I successfully submitted the example to Mozilla's pdf.js repository, accessible in the examples
directory.
The initial example I contributed to pdf.js is no longer available, but I believe that this one demonstrates text selection. The text-selection logic has been revamped within the text-layer of the reorganized pdf.js code, generated using a factory.
In particular, PDFJS.DefaultTextLayerFactory
efficiently manages the fundamental aspects of text selection.
Note: The following example is outdated and retained here for historical reference.
I encountered difficulties with this issue over the past 2-3 days, but finally managed to resolve it. View a demonstration illustrating how to load a PDF with enabled text selection here.
The challenge lied in disentangling the text-selection mechanism from the viewer-related code (viewer.js
, viewer.html
, viewer.css
). To make it functional, I had to isolate relevant code snippets and CSS properties (the JavaScript file referenced there can also be accessed here). The final outcome is a simplified demo likely to be beneficial. For proper implementation of text selection, the CSS styles in viewer.css
play a crucial role in configuring the styling for subsequently created div
s intended for text selection functionality.
The core functionality is handled by the TextLayerBuilder
object responsible for generating the selection div
s. References to this object are visible within viewer.js
.
Below you'll find both the code snippet and associated CSS. Remember, you will still require the pdf.js
file.

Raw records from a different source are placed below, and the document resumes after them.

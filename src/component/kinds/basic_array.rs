use crate::component::context::BuildContext;
use crate::component::kind::{Arity, ChildSpec, ComponentKind};
use crate::component::kinds::basic::Basic;
use crate::component::lifecycle::ComponentCore;
use crate::component::record::ComponentRecord;
use crate::foundation::core::EntityRef;
use crate::foundation::error::RigResult;
use crate::params::store::{ParamType, ParameterStore};

/// Composite: one `basic.basic` child per input, each named by a `joint{i}Name` parameter.
#[derive(Debug, Default)]
pub struct BasicArray;

pub(crate) fn joint_param(i: usize) -> String {
    format!("joint{i}Name")
}

impl ComponentKind for BasicArray {
    fn type_tag(&self) -> &'static str {
        "basic.basicArray"
    }

    fn arity(&self) -> Arity {
        Arity::AtLeast(1)
    }

    fn define_parameters(&self, params: &mut ParameterStore) -> RigResult<()> {
        params.define("controlShape", "circle", ParamType::String)
    }

    fn define_dynamic(
        &self,
        name: &str,
        inputs: &[EntityRef],
        params: &mut ParameterStore,
    ) -> RigResult<()> {
        for i in 0..inputs.len() {
            params.define_dynamic(&joint_param(i), format!("{name}_{i}"), ParamType::String)?;
        }
        Ok(())
    }

    fn child_specs(
        &self,
        core: &ComponentCore,
        _cx: &BuildContext<'_>,
    ) -> RigResult<Vec<ChildSpec>> {
        let shape = core.params.get_str("controlShape")?;
        let size = core.size()?;
        core.inputs
            .iter()
            .enumerate()
            .map(|(i, input)| -> RigResult<ChildSpec> {
                let name = core.params.get_str(&joint_param(i))?;
                let record = ComponentRecord::new(name, "basic.basic")
                    .input(input.clone())
                    .rig_parent(core.control_group())
                    .size(size)
                    .param("controlShape", shape);
                Ok(ChildSpec {
                    record,
                    kind: Box::new(Basic),
                })
            })
            .collect()
    }
}
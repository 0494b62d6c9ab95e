use std::fmt::Write as _;

use serde_json::{Map, Value};

use crate::component::catalog::ComponentCatalog;
use crate::component::context::BuildContext;
use crate::component::kind::{ChildSpec, ComponentKind};
use crate::component::record::ComponentRecord;
use crate::component::rig;
use crate::container::SUB_COMPONENT_TAG;
use crate::container::metadata::ContainerMetadata;
use crate::container::registry::ContainerRegistry;
use crate::foundation::core::{BuildStage, EntityKind, EntityRef};
use crate::foundation::error::{RigError, RigResult};
use crate::params::store::{ParamType, ParameterStore};

/// Parameters every component carries regardless of kind.
pub const CORE_PARAMETERS: [&str; 4] = ["size", "rigParent", "componentTag", "enabled"];

/// Result of invoking one stage method.
#[derive(Clone, Copy, Debug, PartialEq, Eq)]
pub enum StageOutcome {
    Ran,
    /// The component had already reached the stage.
    Skipped,
    Disabled,
}

/// Best-effort teardown result. Failures are collected, never raised.
#[derive(Clone, Debug, Default, PartialEq, Eq)]
pub struct TeardownReport {
    /// Containers deleted, innermost first.
    pub containers: Vec<String>,
    pub restored_inputs: Vec<EntityRef>,
    pub warnings: Vec<String>,
}

impl TeardownReport {
    fn merge(&mut self, other: TeardownReport) {
        self.containers.extend(other.containers);
        self.restored_inputs.extend(other.restored_inputs);
        self.warnings.extend(other.warnings);
    }

    pub fn is_clean(&self) -> bool {
        self.warnings.is_empty()
    }
}

/// State shared by every component kind: identity, inputs, parameters, progress, children.
#[derive(Debug)]
pub struct ComponentCore {
    pub name: String,
    pub type_tag: String,
    pub version: String,
    pub inputs: Vec<EntityRef>,
    pub depends_on: Vec<String>,
    pub params: ParameterStore,
    /// Name of the owned container entity.
    pub container: String,
    pub stage: BuildStage,
    pub children: Vec<Component>,
}

impl ComponentCore {
    pub fn root(&self) -> EntityRef {
        EntityRef::new(format!("{}_cmpt", self.name))
    }

    pub fn params_group(&self) -> EntityRef {
        EntityRef::new(format!("{}_params", self.name))
    }

    pub fn control_group(&self) -> EntityRef {
        EntityRef::new(format!("{}_control", self.name))
    }

    pub fn spaces_group(&self) -> EntityRef {
        EntityRef::new(format!("{}_spaces", self.name))
    }

    pub fn guide_root(&self) -> EntityRef {
        EntityRef::new(format!("{}_guide", self.name))
    }

    pub fn size(&self) -> RigResult<f64> {
        self.params.get_float("size")
    }

    pub fn rig_parent(&self) -> RigResult<Option<EntityRef>> {
        let p = self.params.get_str("rigParent")?;
        Ok((!p.is_empty()).then(|| EntityRef::new(p)))
    }

    pub fn component_tag(&self) -> RigResult<Option<String>> {
        let t = self.params.get_str("componentTag")?;
        Ok((!t.is_empty()).then(|| t.to_owned()))
    }

    pub fn enabled(&self) -> RigResult<bool> {
        self.params.get_bool("enabled")
    }

    pub fn input(&self, i: usize) -> RigResult<&EntityRef> {
        self.inputs.get(i).ok_or_else(|| {
            RigError::construction(format!("component '{}' has no input {i}", self.name))
        })
    }

    /// Parameter values plus the protected identity keys, as stored in metadata.
    fn persisted_parameters(&self) -> Map<String, Value> {
        let mut out = Map::new();
        out.insert("name".to_owned(), Value::from(self.name.clone()));
        out.insert("type".to_owned(), Value::from(self.type_tag.clone()));
        out.insert(
            "input".to_owned(),
            Value::from(
                self.inputs
                    .iter()
                    .map(|e| Value::from(e.as_str()))
                    .collect::<Vec<_>>(),
            ),
        );
        out.extend(self.params.dump());
        out
    }

    fn metadata(&self, stage: BuildStage) -> ContainerMetadata {
        let mut meta = ContainerMetadata::new(self.type_tag.clone(), self.version.clone());
        meta.stage = stage;
        meta.parameters = self.persisted_parameters();
        meta
    }
}

/// One node of the build tree.
///
/// Stage methods are forward-only and guarded: a stage already reached returns
/// [`StageOutcome::Skipped`] without touching the scene. A failed stage leaves `stage`
/// unchanged and whatever it created in place; the retry re-runs the stage from scratch.
///
/// A stage runs only from the stage directly below it, so the container exists before
/// anything reaches `Initialized`. Skipping ahead is a [`RigError::Stage`].
pub struct Component {
    core: ComponentCore,
    kind: Box<dyn ComponentKind>,
}

impl std::fmt::Debug for Component {
    fn fmt(&self, f: &mut std::fmt::Formatter<'_>) -> std::fmt::Result {
        f.debug_struct("Component")
            .field("name", &self.core.name)
            .field("type", &self.core.type_tag)
            .field("stage", &self.core.stage)
            .field("children", &self.core.children)
            .finish()
    }
}
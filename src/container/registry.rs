use std::collections::{BTreeMap, BTreeSet};

use crate::container::metadata::ContainerMetadata;
use crate::container::{COMPONENT_TAG, CONTAINER_ATTR, METADATA_ATTR};
use crate::foundation::core::{EntityKind, EntityRef};
use crate::foundation::error::{RigError, RigResult};
use crate::scene::Scene;

/// Namespace owning the entities one component produced.
#[derive(Clone, Debug, Default, PartialEq, serde::Serialize, serde::Deserialize)]
#[serde(rename_all = "camelCase")]
pub struct Container {
    pub name: String,
    #[serde(default)]
    pub members: BTreeSet<EntityRef>,
    /// Upstream attach point.
    #[serde(default)]
    pub parent_anchor: Option<EntityRef>,
    /// Downstream attach point.
    #[serde(default)]
    pub child_anchor: Option<EntityRef>,
    #[serde(default)]
    pub published: BTreeSet<EntityRef>,
    /// Published alias -> `entity.attribute` plug.
    #[serde(default)]
    pub published_attrs: BTreeMap<String, String>,
    /// Containers of composite children, in nesting order.
    #[serde(default)]
    pub nested: Vec<String>,
}

impl Container {
    fn new(name: &str) -> Self {
        Self {
            name: name.to_owned(),
            ..Self::default()
        }
    }

    pub fn entity(&self) -> EntityRef {
        EntityRef::new(self.name.clone())
    }

    pub fn contains(&self, entity: &EntityRef) -> bool {
        self.members.contains(entity)
    }
}

/// In-session view of every container, mirrored into the scene after each mutation.
#[derive(Debug, Default)]
pub struct ContainerRegistry {
    containers: BTreeMap<String, Container>,
    owners: BTreeMap<EntityRef, String>,
    claims: BTreeSet<String>,
}

impl ContainerRegistry {
    pub fn new() -> Self {
        Self::default()
    }

    /// Reserve a component name for this session.
    pub fn claim(&mut self, component: &str) -> RigResult<()> {
        if !self.claims.insert(component.to_owned()) {
            return Err(RigError::duplicate_name(format!(
                "a component named '{component}' already exists in this build"
            )));
        }
        Ok(())
    }

    pub fn release(&mut self, component: &str) {
        self.claims.remove(component);
    }

    pub fn is_claimed(&self, component: &str) -> bool {
        self.claims.contains(component)
    }

    pub fn get(&self, name: &str) -> Option<&Container> {
        self.containers.get(name)
    }

    pub fn is_registered(&self, name: &str) -> bool {
        self.containers.contains_key(name)
    }

    pub fn names(&self) -> impl Iterator<Item = &str> {
        self.containers.keys().map(String::as_str)
    }

    pub fn members(&self, name: &str) -> RigResult<Vec<EntityRef>> {
        Ok(self.require(name)?.members.iter().cloned().collect())
    }

    /// The container owning `entity`, if any.
    pub fn container_of(&self, entity: &EntityRef) -> Option<&str> {
        self.owners.get(entity).map(String::as_str)
    }

    /// Create a new container. Collides with any existing entity or container name.
    pub fn create(&mut self, scene: &mut dyn Scene, name: &str) -> RigResult<&Container> {
        if self.containers.contains_key(name) || scene.exists(name) {
            return Err(RigError::duplicate_name(format!(
                "cannot create container '{name}': name already in use"
            )));
        }
        scene.create_entity(EntityKind::Container, name, None)?;
        scene.tag(&EntityRef::new(name), COMPONENT_TAG)?;
        self.containers.insert(name.to_owned(), Container::new(name));
        self.sync(scene, name)?;
        tracing::debug!(container = name, "container created");
        self.require(name)
    }

    /// Register a container that already exists in the scene, e.g. from an earlier session.
    pub fn adopt(&mut self, scene: &mut dyn Scene, name: &str) -> RigResult<&Container> {
        if self.containers.contains_key(name) {
            return self.require(name);
        }
        let entity = EntityRef::new(name);
        if scene.kind_of(&entity) != Some(EntityKind::Container) {
            return Err(RigError::scene(format!("'{name}' is not a container")));
        }
        let container = match scene.get_attribute(&entity, CONTAINER_ATTR)? {
            Some(v) => serde_json::from_value::<Container>(v)?,
            None => Container::new(name),
        };
        for m in &container.members {
            self.owners.insert(m.clone(), name.to_owned());
        }
        for nested in container.nested.clone() {
            if scene.exists(&nested) {
                self.adopt(scene, &nested)?;
            }
        }
        self.containers.insert(name.to_owned(), container);
        tracing::debug!(container = name, "container adopted");
        self.require(name)
    }

    /// Every container in the scene carrying the component tag.
    pub fn discover(scene: &dyn Scene) -> Vec<String> {
        scene
            .get_tagged(COMPONENT_TAG)
            .into_iter()
            .filter(|e| scene.kind_of(e) == Some(EntityKind::Container))
            .map(|e| e.0)
            .collect()
    }

    /// Add entities (and their shape children) to `name`, taking them from any previous owner.
    pub fn add_entities(
        &mut self,
        scene: &mut dyn Scene,
        name: &str,
        refs: &[EntityRef],
    ) -> RigResult<Vec<EntityRef>> {
        self.require(name)?;
        let mut added = Vec::new();
        for r in refs {
            if !scene.exists(r.as_str()) {
                return Err(RigError::missing_input(format!(
                    "cannot add '{r}' to container '{name}': entity does not exist"
                )));
            }
            added.push(r.clone());
            for child in scene.list_children(r)? {
                if scene.kind_of(&child).is_some_and(EntityKind::is_shape) {
                    added.push(child);
                }
            }
        }

        let mut touched = BTreeSet::new();
        touched.insert(name.to_owned());
        for e in &added {
            if let Some(prev) = self.owners.insert(e.clone(), name.to_owned())
                && prev != name
            {
                if let Some(c) = self.containers.get_mut(&prev) {
                    c.members.remove(e);
                }
                touched.insert(prev);
            }
            if let Some(c) = self.containers.get_mut(name) {
                c.members.insert(e.clone());
            }
        }
        for c in touched {
            self.sync(scene, &c)?;
        }
        Ok(added)
    }

    /// Remove entities (and their shape children) from `name`.
    pub fn remove_entities(
        &mut self,
        scene: &mut dyn Scene,
        name: &str,
        refs: &[EntityRef],
    ) -> RigResult<()> {
        self.require(name)?;
        let mut removed = Vec::new();
        for r in refs {
            removed.push(r.clone());
            if scene.exists(r.as_str()) {
                for child in scene.list_children(r)? {
                    if scene.kind_of(&child).is_some_and(EntityKind::is_shape) {
                        removed.push(child);
                    }
                }
            }
        }
        if let Some(c) = self.containers.get_mut(name) {
            for e in &removed {
                if c.members.remove(e) {
                    self.owners.remove(e);
                }
                c.published.remove(e);
            }
        }
        self.sync(scene, name)
    }

    pub fn set_parent_anchor(
        &mut self,
        scene: &mut dyn Scene,
        name: &str,
        entity: &EntityRef,
    ) -> RigResult<()> {
        self.ensure_member(scene, name, entity)?;
        self.require_mut(name)?.parent_anchor = Some(entity.clone());
        self.sync(scene, name)
    }

    pub fn set_child_anchor(
        &mut self,
        scene: &mut dyn Scene,
        name: &str,
        entity: &EntityRef,
    ) -> RigResult<()> {
        self.ensure_member(scene, name, entity)?;
        self.require_mut(name)?.child_anchor = Some(entity.clone());
        self.sync(scene, name)
    }

    pub fn publish_node(
        &mut self,
        scene: &mut dyn Scene,
        name: &str,
        entity: &EntityRef,
    ) -> RigResult<()> {
        self.ensure_member(scene, name, entity)?;
        if self.require_mut(name)?.published.insert(entity.clone()) {
            self.sync(scene, name)?;
        }
        Ok(())
    }

    /// Publish `entity.attr` on the container under `alias` (defaults to `entity_attr`).
    ///
    /// Returns the published plug on the container.
    pub fn publish_attr(
        &mut self,
        scene: &mut dyn Scene,
        name: &str,
        entity: &EntityRef,
        attr: &str,
        alias: Option<&str>,
    ) -> RigResult<String> {
        if scene.get_attribute(entity, attr)?.is_none() {
            return Err(RigError::missing_input(format!(
                "attribute '{entity}.{attr}' does not exist, cannot publish it"
            )));
        }
        let alias = alias.map_or_else(|| format!("{entity}_{attr}"), str::to_owned);
        self.require_mut(name)?
            .published_attrs
            .insert(alias.clone(), format!("{entity}.{attr}"));
        self.sync(scene, name)?;
        Ok(format!("{name}.{alias}"))
    }

    /// Record `child` as a nested container of `parent`.
    pub fn nest(&mut self, scene: &mut dyn Scene, parent: &str, child: &str) -> RigResult<()> {
        self.require(child)?;
        let p = self.require_mut(parent)?;
        if !p.nested.iter().any(|n| n == child) {
            p.nested.push(child.to_owned());
            self.sync(scene, parent)?;
        }
        Ok(())
    }

    /// Move every member of `from` into `into`, then delete `discard` (the child's redundant
    /// root) if given. Anchors and published nodes of `from` are cleared.
    pub fn absorb(
        &mut self,
        scene: &mut dyn Scene,
        from: &str,
        into: &str,
        discard: Option<&EntityRef>,
    ) -> RigResult<Vec<EntityRef>> {
        self.require(into)?;
        let moved: Vec<EntityRef> = {
            let src = self.require_mut(from)?;
            let moved = std::mem::take(&mut src.members).into_iter().collect();
            src.parent_anchor = None;
            src.child_anchor = None;
            src.published.clear();
            moved
        };

        let keep: Vec<EntityRef> = moved
            .into_iter()
            .filter(|e| Some(e) != discard && scene.exists(e.as_str()))
            .collect();
        for e in &keep {
            self.owners.insert(e.clone(), into.to_owned());
        }
        if let Some(dst) = self.containers.get_mut(into) {
            dst.members.extend(keep.iter().cloned());
        }

        if let Some(root) = discard {
            self.owners.remove(root);
            if scene.exists(root.as_str()) {
                let doomed = self.subtree(scene, root)?;
                scene.delete_entities(std::slice::from_ref(root))?;
                self.forget(&doomed);
            }
        }

        self.sync(scene, from)?;
        self.sync(scene, into)?;
        tracing::debug!(from, into, moved = keep.len(), "container members re-homed");
        Ok(keep)
    }

    /// Delete a container, its nested containers (first), and every member still in the scene.
    ///
    /// Returns the deleted container names, innermost first.
    pub fn delete(&mut self, scene: &mut dyn Scene, name: &str) -> RigResult<Vec<String>> {
        let Some(container) = self.containers.get(name).cloned() else {
            return Ok(Vec::new());
        };

        let mut deleted = Vec::new();
        for nested in container.nested.iter().rev() {
            deleted.extend(self.delete(scene, nested)?);
        }

        let live: Vec<EntityRef> = container
            .members
            .iter()
            .filter(|m| scene.exists(m.as_str()))
            .cloned()
            .collect();
        scene.delete_entities(&live)?;
        scene.delete_entities(&[container.entity()])?;

        for m in &container.members {
            self.owners.remove(m);
        }
        self.containers.remove(name);
        for other in self.containers.values_mut() {
            other.nested.retain(|n| n != name);
        }
        deleted.push(name.to_owned());
        tracing::debug!(container = name, members = live.len(), "container deleted");
        Ok(deleted)
    }

    pub fn write_metadata(
        &mut self,
        scene: &mut dyn Scene,
        name: &str,
        metadata: &ContainerMetadata,
    ) -> RigResult<()> {
        self.require(name)?;
        let value = serde_json::to_value(metadata)?;
        scene.set_attribute(&EntityRef::new(name), METADATA_ATTR, value)
    }

    /// Read the metadata blob straight from the scene. Works for unregistered containers.
    pub fn read_metadata(scene: &dyn Scene, name: &str) -> RigResult<Option<ContainerMetadata>> {
        if !scene.exists(name) {
            return Ok(None);
        }
        match scene.get_attribute(&EntityRef::new(name), METADATA_ATTR)? {
            Some(v) => Ok(Some(serde_json::from_value(v)?)),
            None => Ok(None),
        }
    }

    fn ensure_member(
        &mut self,
        scene: &mut dyn Scene,
        name: &str,
        entity: &EntityRef,
    ) -> RigResult<()> {
        if !scene.exists(entity.as_str()) {
            return Err(RigError::missing_input(format!(
                "'{entity}' does not exist, cannot publish it on '{name}'"
            )));
        }
        if self.container_of(entity).is_none() {
            self.add_entities(scene, name, std::slice::from_ref(entity))?;
        }
        Ok(())
    }

    fn subtree(&self, scene: &dyn Scene, root: &EntityRef) -> RigResult<Vec<EntityRef>> {
        let mut out = vec![root.clone()];
        let mut i = 0;
        while i < out.len() {
            let children = scene.list_children(&out[i])?;
            out.extend(children);
            i += 1;
        }
        Ok(out)
    }

    fn forget(&mut self, entities: &[EntityRef]) {
        for e in entities {
            if let Some(owner) = self.owners.remove(e)
                && let Some(c) = self.containers.get_mut(&owner)
            {
                c.members.remove(e);
                c.published.remove(e);
            }
        }
    }

    fn sync(&self, scene: &mut dyn Scene, name: &str) -> RigResult<()> {
        let container = self.require(name)?;
        if !scene.exists(name) {
            return Ok(());
        }
        let value = serde_json::to_value(container)?;
        scene.set_attribute(&container.entity(), CONTAINER_ATTR, value)
    }

    fn require(&self, name: &str) -> RigResult<&Container> {
        self.containers
            .get(name)
            .ok_or_else(|| RigError::scene(format!("'{name}' is not a registered container")))
    }

    fn require_mut(&mut self, name: &str) -> RigResult<&mut Container> {
        self.containers
            .get_mut(name)
            .ok_or_else(|| RigError::scene(format!("'{name}' is not a registered container")))
    }
}

#[cfg(test)]
#[path = "../../tests/unit/container/registry.rs"]
mod tests;
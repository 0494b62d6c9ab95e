use super::*;

fn rec(name: &str, ty: &str) -> ComponentRecord {
    ComponentRecord::new(name, ty)
}

#[test]
fn references_order_components_and_main_goes_first() {
    let records = vec![
        rec("arm_l", "limb.limb")
            .inputs(["clav_l", "shoulder_l", "elbow_l", "wrist_l"])
            .rig_parent("spine_chest"),
        rec("spine", "chain.chainSpline").inputs(["hip", "chest"]),
        rec("root", "main.main"),
        rec("neck", "basic.basic").input("neck").rig_parent("spine_chest"),
    ];
    let p = plan(&records, &ComponentCatalog::builtin()).unwrap();
    assert_eq!(p.names(&records), vec!["root", "spine", "arm_l", "neck"]);
    assert!(p.dependencies["arm_l"].contains("spine"));
    assert!(p.dependencies["spine"].is_empty());
}

#[test]
fn longest_matching_component_wins() {
    let records = vec![
        rec("arm", "basic.basic").input("a"),
        rec("arm_l", "basic.basic").input("b"),
        rec("hand_l", "basic.basic").input("c").rig_parent("arm_l_tip"),
    ];
    let p = plan(&records, &ComponentCatalog::builtin()).unwrap();
    let deps: Vec<&str> = p.dependencies["hand_l"].iter().map(String::as_str).collect();
    assert_eq!(deps, vec!["arm_l"]);
}

#[test]
fn explicit_dependencies_and_errors() {
    let catalog = ComponentCatalog::builtin();
    let records = vec![
        rec("a", "basic.basic").input("x").depends_on("b"),
        rec("b", "basic.basic").input("y"),
    ];
    let p = plan(&records, &catalog).unwrap();
    assert_eq!(p.names(&records), vec!["b", "a"]);

    let unknown = vec![rec("a", "basic.basic").depends_on("ghost")];
    assert!(matches!(
        plan(&unknown, &catalog).unwrap_err(),
        RigError::Construction(_)
    ));

    let cycle = vec![
        rec("a", "basic.basic").rig_parent("b_ctl"),
        rec("b", "basic.basic").rig_parent("a_ctl"),
    ];
    let err = plan(&cycle, &catalog).unwrap_err();
    assert!(err.to_string().contains("cycle"));

    let dup = vec![rec("a", "basic.basic"), rec("a", "chain.chain")];
    assert!(matches!(
        plan(&dup, &catalog).unwrap_err(),
        RigError::DuplicateName(_)
    ));
}
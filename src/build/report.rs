use std::fmt;

use crate::component::lifecycle::StageOutcome;
use crate::foundation::core::BuildStage;

#[derive(Clone, Debug, PartialEq, Eq)]
pub enum StageStatus {
    Ran,
    Skipped,
    Disabled,
    Failed(String),
    /// Not attempted because a dependency failed, or this component failed an earlier pass.
    Blocked(String),
}

impl StageStatus {
    pub fn is_failure(&self) -> bool {
        matches!(self, Self::Failed(_) | Self::Blocked(_))
    }
}

impl From<StageOutcome> for StageStatus {
    fn from(o: StageOutcome) -> Self {
        match o {
            StageOutcome::Ran => Self::Ran,
            StageOutcome::Skipped => Self::Skipped,
            StageOutcome::Disabled => Self::Disabled,
        }
    }
}

impl fmt::Display for StageStatus {
    fn fmt(&self, f: &mut fmt::Formatter<'_>) -> fmt::Result {
        match self {
            Self::Ran => f.write_str("ran"),
            Self::Skipped => f.write_str("skipped"),
            Self::Disabled => f.write_str("disabled"),
            Self::Failed(e) => write!(f, "FAILED: {e}"),
            Self::Blocked(why) => write!(f, "blocked: {why}"),
        }
    }
}

/// Per-component result of one orchestrator pass, in build order.
#[derive(Clone, Debug, PartialEq, Eq)]
pub struct StageReport {
    pub stage: BuildStage,
    pub entries: Vec<(String, StageStatus)>,
}

impl StageReport {
    pub fn new(stage: BuildStage) -> Self {
        Self {
            stage,
            entries: Vec::new(),
        }
    }

    pub fn push(&mut self, component: impl Into<String>, status: StageStatus) {
        self.entries.push((component.into(), status));
    }

    pub fn status(&self, component: &str) -> Option<&StageStatus> {
        self.entries
            .iter()
            .find(|(n, _)| n == component)
            .map(|(_, s)| s)
    }

    pub fn failures(&self) -> impl Iterator<Item = (&str, &StageStatus)> {
        self.entries
            .iter()
            .filter(|(_, s)| s.is_failure())
            .map(|(n, s)| (n.as_str(), s))
    }

    pub fn is_clean(&self) -> bool {
        self.failures().next().is_none()
    }
}

impl fmt::Display for StageReport {
    fn fmt(&self, f: &mut fmt::Formatter<'_>) -> fmt::Result {
        writeln!(f, "{}:", self.stage)?;
        for (name, status) in &self.entries {
            writeln!(f, "  {name:<24} {status}")?;
        }
        Ok(())
    }
}

/// Every pass of one [`run`](crate::BuildOrchestrator::run).
#[derive(Clone, Debug, Default, PartialEq, Eq)]
pub struct BuildSummary {
    pub reports: Vec<StageReport>,
}

impl BuildSummary {
    pub fn is_success(&self) -> bool {
        self.reports.iter().all(StageReport::is_clean)
    }

    /// Distinct failing components with the first failure seen for each.
    pub fn failures(&self) -> Vec<(BuildStage, &str, &StageStatus)> {
        let mut seen = Vec::<&str>::new();
        let mut out = Vec::new();
        for r in &self.reports {
            for (name, status) in r.failures() {
                if !seen.contains(&name) {
                    seen.push(name);
                    out.push((r.stage, name, status));
                }
            }
        }
        out
    }

    pub fn report(&self, stage: BuildStage) -> Option<&StageReport> {
        self.reports.iter().find(|r| r.stage == stage)
    }
}

impl fmt::Display for BuildSummary {
    fn fmt(&self, f: &mut fmt::Formatter<'_>) -> fmt::Result {
        for r in &self.reports {
            write!(f, "{r}")?;
        }
        Ok(())
    }
}
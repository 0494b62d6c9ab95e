use crate::params::store::CoercionPolicy;

/// Session-wide build options.
#[derive(Clone, Debug, PartialEq, serde::Serialize, serde::Deserialize)]
#[serde(default, rename_all = "camelCase")]
pub struct BuildOptions {
    /// Run the optimize pass at the end of [`run`](crate::BuildOrchestrator::run).
    pub optimize: bool,
    /// After the build pass, component roots left at the scene root are moved under this
    /// group when it exists. `None` leaves them in place.
    pub rig_group: Option<String>,
    /// Default policy for parameter type mismatches.
    pub coercion: CoercionPolicy,
}

impl Default for BuildOptions {
    fn default() -> Self {
        Self {
            optimize: false,
            rig_group: Some("rig".to_owned()),
            coercion: CoercionPolicy::Widen,
        }
    }
}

My fiddle includes a link to a customized version sourced from Mozilla's GitHub repo for pdf.js
. I opted not to directly link to the repository's version due to ongoing developments which might cause disruptions.
HTML:
<html>
<head>
<title>Basic pdf.js text-selection showcase</title>
</head>
<body>
<div id="pdfContainer" class = "pdf-content">
</div>
</body>
</html>
CSS:
.pdf-content {
border: 1px solid #000000;
}
/* CSS classes utilized by TextLayerBuilder to stylize the text layer divs */
/* Crucial for preventing text display when selecting */
::selection { background:rgba(0,0,255,0.3); }
::-moz-selection { background:rgba(0,0,255,0.3); }
.textLayer {
position: absolute;
left: 0;
top: 0;
right: 0;
bottom: 0;
color: #000;
font-family: sans-serif;
overflow: hidden;
}
.textLayer > div {
color: transparent;
position: absolute;
line-height: 1;
white-space: pre;
cursor: text;
}
.textLayer .highlight {
margin: -1px;
padding: 1px;
background-color: rgba(180, 0, 170, 0.2);
border-radius: 4px;
}
.textLayer .highlight.begin {
border-radius: 4px 0px 0px 4px;
}
.textLayer .highlight.end {
border-radius: 0px 4px 4px 0px;
}
.textLayer .highlight.middle {
border-radius: 0px;
}
.textLayer .highlight.selected {
background-color: rgba(0, 100, 0, 0.2);
}
JavaScript:
//Demonstration of minimal PDF rendering and text selection using pdf.js by Vivin Suresh Paliath (http://vivin.net)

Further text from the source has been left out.